# Selling stock in RRSP



## runner39 (Mar 11, 2010)

Selling stock in RRSP account but not withdrawling money, stays in cash section of RRSP then purchase an ETF, any tax on this transaction, I am guessing no because only tax on withdrawls, correct?

P.S. will be a US stock


----------



## FrugalTrader (Oct 13, 2008)

That is correct, you only get taxed if you withdraw from the RRSP.


----------



## runner39 (Mar 11, 2010)

FrugalTrader said:


> That is correct, you only get taxed if you withdraw from the RRSP.



the stock is Apple and it is currently in my non-registered account, want to transfer to my RRSP account, realize capital gains will occur(it's up 10% since I bought it) but with the good possibility of the stock price moving up and my overall goal of selling it to aquire a low risk ETF I thought it would be a better idea to have in the registered account because the capital gains are only going to get higher(realize now should have done this when I bought it but that was before I need the particulars about transfering to a registered account), good idea?


----------



## FrugalTrader (Oct 13, 2008)

On the flip side, if you lose on apple and it's in your RRSP, you will not be able to claim the loss as you would if it was still sitting in your non-reg account.


----------



## runner39 (Mar 11, 2010)

FrugalTrader said:


> On the flip side, if you lose on apple and it's in your RRSP, you will not be able to claim the loss as you would if it was still sitting in your non-reg account.



will sell as a gain, watching daily, IPad comes out this weekend


----------



## DavidJD (Sep 27, 2009)

What about dividends from US companies and US taxes? Uncle Sam may not care about Canuckistan's RRwuh?


----------



## Bilderberg (Apr 1, 2010)

DavidJD said:


> ... Uncle Sam may not care about Canuckistan's RRwuh?


This is funny...  

I don't think it's Uncle Sam's problem at all.
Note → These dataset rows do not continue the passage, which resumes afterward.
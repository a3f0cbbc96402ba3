//! G-code toolpath compiler.
//!
//! Turns a [`VectorPathDocument`] into a multi-pass cutting program:
//! every path is visited once per pass, each pass engaging one
//! `pass_depth` deeper than the previous one. Coordinates are converted
//! from canvas pixels to millimetres and, by default, flipped so that
//! the machine's Y axis points up.
//!
//! The program is held as typed [`ToolpathCommand`]s so callers can
//! inspect it; [`ToolpathProgram::to_gcode`] renders the text form.

use std::fmt::Write;

use serde::{Deserialize, Serialize};

use plotscan_pipeline::Point;

use crate::svg::{SvgError, VectorPathDocument};

/// Errors from compiling a toolpath.
#[derive(Debug, thiserror::Error)]
pub enum ToolpathError {
    /// The vector input could not be parsed.
    #[error("could not read vector paths: {0}")]
    Svg(#[from] SvgError),

    /// Compile options are out of range.
    #[error("invalid compile options: {0}")]
    InvalidOptions(String),

    /// The document contains no paths to cut.
    #[error("vector document contains no paths")]
    EmptyDocument,
}

/// Feed rates and cut depth.
#[derive(Debug, Clone, Copy, PartialEq, Serialize, Deserialize)]
#[serde(default)]
pub struct SpeedProfile {
    /// Feed for moves with the tool raised (mm/min).
    pub travel_feed: f64,
    /// Feed for engaging and cutting moves (mm/min).
    pub cut_feed: f64,
    /// Extra depth per pass (mm).
    pub pass_depth: f64,
}

impl SpeedProfile {
    /// Default travel feed.
    pub const DEFAULT_TRAVEL_FEED: f64 = 25_000.0;
    /// Default cutting feed.
    pub const DEFAULT_CUT_FEED: f64 = 10_000.0;
    /// Default depth per pass.
    pub const DEFAULT_PASS_DEPTH: f64 = 5.0;
}

impl Default for SpeedProfile {
    fn default() -> Self {
        Self {
            travel_feed: Self::DEFAULT_TRAVEL_FEED,
            cut_feed: Self::DEFAULT_CUT_FEED,
            pass_depth: Self::DEFAULT_PASS_DEPTH,
        }
    }
}

/// Parameters for [`compile`].
#[derive(Debug, Clone, PartialEq, Serialize, Deserialize)]
#[serde(default)]
pub struct CompileOptions {
    /// Maximum curve flattening error in canvas pixels.
    pub tolerance: f64,
    /// Feeds and depth.
    pub speeds: SpeedProfile,
    /// Number of times the full path set is cut.
    pub passes: u32,
    /// Safe Z height for travel moves (mm).
    pub clearance: f64,
    /// Millimetres per canvas pixel.
    pub mm_per_px: f64,
    /// Mirror Y against the canvas height.
    pub flip_y: bool,
}

impl CompileOptions {
    /// Default flattening tolerance.
    pub const DEFAULT_TOLERANCE: f64 = 0.3;
    /// Default pass count.
    pub const DEFAULT_PASSES: u32 = 2;
    /// Default clearance height.
    pub const DEFAULT_CLEARANCE: f64 = 5.0;
    /// Default scale: a 4200x2970 canvas covers A3.
    pub const DEFAULT_MM_PER_PX: f64 = 0.1;

    /// Check value ranges.
    ///
    /// # Errors
    ///
    /// Returns [`ToolpathError::InvalidOptions`] naming the first bad field.
    pub fn validate(&self) -> Result<(), ToolpathError> {
        let positive = |name: &str, v: f64| {
            if v.is_finite() && v > 0.0 {
                Ok(())
            } else {
                Err(ToolpathError::InvalidOptions(format!(
                    "{name} must be positive, got {v}"
                )))
            }
        };
        let non_negative = |name: &str, v: f64| {
            if v.is_finite() && v >= 0.0 {
                Ok(())
            } else {
                Err(ToolpathError::InvalidOptions(format!(
                    "{name} must be non-negative, got {v}"
                )))
            }
        };

        positive("tolerance", self.tolerance)?;
        positive("mm_per_px", self.mm_per_px)?;
        positive("speeds.travel_feed", self.speeds.travel_feed)?;
        positive("speeds.cut_feed", self.speeds.cut_feed)?;
        non_negative("speeds.pass_depth", self.speeds.pass_depth)?;
        non_negative("clearance", self.clearance)?;
        if self.passes == 0 {
            return Err(ToolpathError::InvalidOptions(
                "passes must be at least 1".to_owned(),
            ));
        }
        Ok(())
    }
}

impl Default for CompileOptions {
    fn default() -> Self {
        Self {
            tolerance: Self::DEFAULT_TOLERANCE,
            speeds: SpeedProfile::default(),
            passes: Self::DEFAULT_PASSES,
            clearance: Self::DEFAULT_CLEARANCE,
            mm_per_px: Self::DEFAULT_MM_PER_PX,
            flip_y: true,
        }
    }
}

/// Which feed a command runs at.
#[derive(Debug, Clone, Copy, PartialEq, Eq, Serialize, Deserialize)]
pub enum FeedClass {
    /// Tool raised.
    Travel,
    /// Tool engaged.
    Cut,
}

/// One step of a toolpath. Coordinates are machine millimetres.
#[derive(Debug, Clone, PartialEq, Serialize, Deserialize)]
pub enum Motion {
    /// Non-executable annotation.
    Comment(String),
    /// Rapid XY move with the tool raised (`G0 X Y`).
    Travel {
        /// X in mm.
        x: f64,
        /// Y in mm.
        y: f64,
    },
    /// Rapid Z move (`G0 Z`), used to raise the tool.
    Retract {
        /// Z in mm.
        z: f64,
    },
    /// Controlled Z move into the work (`G1 Z`).
    Engage {
        /// Z in mm, negative below the surface.
        z: f64,
    },
    /// Controlled XY move with the tool engaged (`G1 X Y`).
    Cut {
        /// X in mm.
        x: f64,
        /// Y in mm.
        y: f64,
    },
}

/// A motion tagged with its feed class and pass.
#[derive(Debug, Clone, PartialEq, Serialize, Deserialize)]
pub struct ToolpathCommand {
    /// What the machine does.
    pub motion: Motion,
    /// Feed class the motion runs at.
    pub feed: FeedClass,
    /// Pass number, `1..=passes`; 0 for setup and trailer.
    pub pass: u32,
}

impl ToolpathCommand {
    const fn setup(motion: Motion, feed: FeedClass) -> Self {
        Self {
            motion,
            feed,
            pass: 0,
        }
    }
}

/// A compiled toolpath.
#[derive(Debug, Clone, PartialEq, Serialize, Deserialize)]
pub struct ToolpathProgram {
    commands: Vec<ToolpathCommand>,
    speeds: SpeedProfile,
    passes: u32,
}

impl ToolpathProgram {
    /// All commands in execution order.
    #[must_use]
    pub fn commands(&self) -> &[ToolpathCommand] {
        &self.commands
    }

    /// Number of passes compiled.
    #[must_use]
    pub const fn passes(&self) -> u32 {
        self.passes
    }

    /// Commands belonging to one pass.
    pub fn pass_commands(&self, pass: u32) -> impl Iterator<Item = &ToolpathCommand> {
        self.commands.iter().filter(move |c| c.pass == pass)
    }

    /// Number of engage moves, one per path per pass.
    #[must_use]
    pub fn engage_count(&self) -> usize {
        self.commands
            .iter()
            .filter(|c| matches!(c.motion, Motion::Engage { .. }))
            .count()
    }

    /// Render as G-code text.
    ///
    /// Starts with `G21` (millimetres) and `G90` (absolute). A feed word
    /// is attached whenever the feed class changes from the previous
    /// executable line. Output is deterministic: the same program
    /// always renders the same bytes.
    #[must_use]
    pub fn to_gcode(&self) -> String {
        let mut out = String::new();
        out.push_str("; plotscan toolpath\n");
        out.push_str("G21 ; millimetres\n");
        out.push_str("G90 ; absolute positioning\n");

        let mut feed = None;
        for command in &self.commands {
            let rate = match command.feed {
                FeedClass::Travel => self.speeds.travel_feed,
                FeedClass::Cut => self.speeds.cut_feed,
            };
            let feed_word = if feed == Some(command.feed) {
                String::new()
            } else {
                format!(" F{}", number(rate))
            };

            let _ = match &command.motion {
                Motion::Comment(text) => writeln!(out, "; {text}"),
                Motion::Travel { x, y } => {
                    writeln!(out, "G0 X{} Y{}{feed_word}", number(*x), number(*y))
                }
                Motion::Retract { z } => writeln!(out, "G0 Z{}{feed_word}", number(*z)),
                Motion::Engage { z } => writeln!(out, "G1 Z{}{feed_word}", number(*z)),
                Motion::Cut { x, y } => {
                    writeln!(out, "G1 X{} Y{}{feed_word}", number(*x), number(*y))
                }
            };
            if !matches!(command.motion, Motion::Comment(_)) {
                feed = Some(command.feed);
            }
        }
        out
    }
}

/// Compile a vector document into a toolpath.
///
/// Each pass visits every path in document order: rapid to the first
/// point, engage to `-pass_depth * pass`, cut through the remaining
/// points, retract to `clearance`. After the last pass the trailer
/// raises the tool, returns to `X0 Y0` and lowers to `Z0`; it appears
/// exactly once.
///
/// # Errors
///
/// Returns [`ToolpathError::InvalidOptions`] if `options` fail
/// validation and [`ToolpathError::EmptyDocument`] if no path has any
/// points.
pub fn compile(
    document: &VectorPathDocument,
    options: &CompileOptions,
) -> Result<ToolpathProgram, ToolpathError> {
    options.validate()?;
    if document.paths.iter().all(plotscan_pipeline::Polyline::is_empty) {
        return Err(ToolpathError::EmptyDocument);
    }

    let height = f64::from(document.dimensions.height);
    let to_machine = |p: &Point| {
        let y = if options.flip_y { height - p.y } else { p.y };
        (p.x * options.mm_per_px, y * options.mm_per_px)
    };

    let mut commands = vec![ToolpathCommand::setup(
        Motion::Retract {
            z: options.clearance,
        },
        FeedClass::Travel,
    )];

    for pass in 1..=options.passes {
        let depth = -options.speeds.pass_depth * f64::from(pass);
        let tag = |motion, feed| ToolpathCommand { motion, feed, pass };

        commands.push(tag(
            Motion::Comment(format!("pass {pass} of {}", options.passes)),
            FeedClass::Travel,
        ));
        for path in &document.paths {
            let Some((first, rest)) = path.points().split_first() else {
                continue;
            };
            let (x, y) = to_machine(first);
            commands.push(tag(Motion::Travel { x, y }, FeedClass::Travel));
            commands.push(tag(Motion::Engage { z: depth }, FeedClass::Cut));
            for p in rest {
                let (x, y) = to_machine(p);
                commands.push(tag(Motion::Cut { x, y }, FeedClass::Cut));
            }
            commands.push(tag(
                Motion::Retract {
                    z: options.clearance,
                },
                FeedClass::Travel,
            ));
        }
    }

    commands.extend([
        ToolpathCommand::setup(
            Motion::Retract {
                z: options.clearance,
            },
            FeedClass::Travel,
        ),
        ToolpathCommand::setup(Motion::Travel { x: 0.0, y: 0.0 }, FeedClass::Travel),
        ToolpathCommand::setup(Motion::Retract { z: 0.0 }, FeedClass::Travel),
    ]);

    tracing::debug!(
        paths = document.paths.len(),
        passes = options.passes,
        commands = commands.len(),
        "toolpath compiled"
    );

    Ok(ToolpathProgram {
        commands,
        speeds: options.speeds,
        passes: options.passes,
    })
}

/// Parse SVG text and compile it, flattening curves at
/// `options.tolerance`.
///
/// # Errors
///
/// Returns [`ToolpathError::Svg`] if the text is not a usable SVG, or
/// any error from [`compile`].
pub fn compile_svg(text: &str, options: &CompileOptions) -> Result<ToolpathProgram, ToolpathError> {
    options.validate()?;
    let document = VectorPathDocument::parse(text, options.tolerance)?;
    compile(&document, options)
}

/// Format a coordinate or feed with at most three decimals and no
/// trailing zeros.
fn number(value: f64) -> String {
    let mut s = format!("{value:.3}");
    if s.contains('.') {
        let trimmed = s.trim_end_matches('0').trim_end_matches('.').len();
        s.truncate(trimmed);
    }
    if s == "-0" { "0".to_owned() } else { s }
}
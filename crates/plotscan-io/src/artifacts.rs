//! Persisted plot artifacts.
//!
//! The latest vector document and toolpath live at fixed names inside
//! one directory and are replaced wholesale on every successful run.
//! Writes go to a temporary file in the same directory which is then
//! renamed over the target, so readers never observe a partial file and
//! a failed run leaves the previous artifact in place.

use std::io::Write;
use std::path::{Path, PathBuf};

use tempfile::NamedTempFile;

/// Default artifact directory, relative to the working directory.
pub const DEFAULT_ARTIFACT_DIR: &str = "assets/created";
/// File name of the vector path document.
pub const SVG_FILE_NAME: &str = "processed_image.svg";
/// File name of the toolpath program.
pub const GCODE_FILE_NAME: &str = "processed_image.gcode";

/// Errors reading or writing artifacts.
#[derive(Debug, thiserror::Error)]
pub enum ArtifactError {
    /// A filesystem operation failed.
    #[error("{action} {path}: {source}")]
    Io {
        /// What was being attempted.
        action: &'static str,
        /// The file or directory involved.
        path: PathBuf,
        /// Underlying error.
        #[source]
        source: std::io::Error,
    },
}

impl ArtifactError {
    fn io(action: &'static str, path: &Path, source: std::io::Error) -> Self {
        Self::Io {
            action,
            path: path.to_path_buf(),
            source,
        }
    }
}

/// Location of the SVG and G-code artifacts.
#[derive(Debug, Clone, PartialEq, Eq)]
pub struct ArtifactStore {
    dir: PathBuf,
}

impl Default for ArtifactStore {
    fn default() -> Self {
        Self::new(DEFAULT_ARTIFACT_DIR)
    }
}

impl ArtifactStore {
    /// Store rooted at `dir`. The directory is created on first write.
    #[must_use]
    pub fn new(dir: impl Into<PathBuf>) -> Self {
        Self { dir: dir.into() }
    }

    /// The artifact directory.
    #[must_use]
    pub fn dir(&self) -> &Path {
        &self.dir
    }

    /// Path of the vector path document.
    #[must_use]
    pub fn svg_path(&self) -> PathBuf {
        self.dir.join(SVG_FILE_NAME)
    }

    /// Path of the toolpath program.
    #[must_use]
    pub fn gcode_path(&self) -> PathBuf {
        self.dir.join(GCODE_FILE_NAME)
    }

    /// Atomically replace the vector path document.
    ///
    /// # Errors
    ///
    /// Returns [`ArtifactError::Io`] if the directory cannot be created
    /// or the file cannot be written.
    pub fn write_svg(&self, svg: &str) -> Result<PathBuf, ArtifactError> {
        let path = self.svg_path();
        self.write_atomic(&path, svg.as_bytes())?;
        Ok(path)
    }

    /// Atomically replace the toolpath program.
    ///
    /// # Errors
    ///
    /// Returns [`ArtifactError::Io`] if the directory cannot be created
    /// or the file cannot be written.
    pub fn write_gcode(&self, gcode: &str) -> Result<PathBuf, ArtifactError> {
        let path = self.gcode_path();
        self.write_atomic(&path, gcode.as_bytes())?;
        Ok(path)
    }

    /// Read the vector path document, or `None` if none was written yet.
    ///
    /// # Errors
    ///
    /// Returns [`ArtifactError::Io`] for read failures other than a
    /// missing file.
    pub fn read_svg(&self) -> Result<Option<String>, ArtifactError> {
        read_optional(&self.svg_path())
    }

    /// Read the toolpath program, or `None` if none was written yet.
    ///
    /// # Errors
    ///
    /// Returns [`ArtifactError::Io`] for read failures other than a
    /// missing file.
    pub fn read_gcode(&self) -> Result<Option<String>, ArtifactError> {
        read_optional(&self.gcode_path())
    }

    fn write_atomic(&self, path: &Path, bytes: &[u8]) -> Result<(), ArtifactError> {
        std::fs::create_dir_all(&self.dir)
            .map_err(|e| ArtifactError::io("creating", &self.dir, e))?;

        let mut tmp = NamedTempFile::new_in(&self.dir)
            .map_err(|e| ArtifactError::io("creating temporary file in", &self.dir, e))?;
        tmp.write_all(bytes)
            .and_then(|()| tmp.as_file().sync_all())
            .map_err(|e| ArtifactError::io("writing", tmp.path(), e))?;
        tmp.persist(path)
            .map_err(|e| ArtifactError::io("replacing", path, e.error))?;

        tracing::debug!(path = %path.display(), bytes = bytes.len(), "artifact written");
        Ok(())
    }
}

fn read_optional(path: &Path) -> Result<Option<String>, ArtifactError> {
    match std::fs::read_to_string(path) {
        Ok(text) => Ok(Some(text)),
        Err(e) if e.kind() == std::io::ErrorKind::NotFound => Ok(None),
        Err(e) => Err(ArtifactError::io("reading", path, e)),
    }
}

#[cfg(test)]
#[allow(clippy::unwrap_used)]
mod tests {
    use super::*;

    #[test]
    fn fixed_file_names() {
        let store = ArtifactStore::new("/tmp/plots");
        assert_eq!(store.svg_path(), PathBuf::from("/tmp/plots/processed_image.svg"));
        assert_eq!(store.gcode_path(), PathBuf::from("/tmp/plots/processed_image.gcode"));
        assert_eq!(ArtifactStore::default().dir(), Path::new("assets/created"));
    }

    #[test]
    fn missing_artifacts_read_as_none() {
        let dir = tempfile::TempDir::new().unwrap();
        let store = ArtifactStore::new(dir.path());
        assert!(store.read_svg().unwrap().is_none());
        assert!(store.read_gcode().unwrap().is_none());
    }

    #[test]
    fn writes_replace_previous_content() {
        let dir = tempfile::TempDir::new().unwrap();
        let store = ArtifactStore::new(dir.path().join("nested/created"));
        store.write_gcode("G0 X1\n").unwrap();
        store.write_gcode("G0 X2\n").unwrap();
        assert_eq!(store.read_gcode().unwrap().as_deref(), Some("G0 X2\n"));

        // Only the two artifact names remain; no temporary files linger.
        store.write_svg("<svg/>").unwrap();
        let mut names: Vec<String> = std::fs::read_dir(store.dir())
            .unwrap()
            .map(|e| e.unwrap().file_name().to_string_lossy().into_owned())
            .collect();
        names.sort();
        assert_eq!(names, vec![GCODE_FILE_NAME, SVG_FILE_NAME]);
    }
}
I'd also thought that NAFTA would have some sort of provision that helps Canadians in this regard, until I found this article: http://www.taxtips.ca/divtaxcredits.htm - foreign dividends do not qualify for a dividend tax credit.

However, if I understand correctly, dividends will not incur in any taxes regardless of origin, for as long as they are held in a RRSP.

If you are talking about the US somehow eliminating the double-taxation exclusively for Canadians only because of this RRSP Canadian shizzle, I don't think so: You don't get anything more back from dividends payed by Canadian corporations.


----------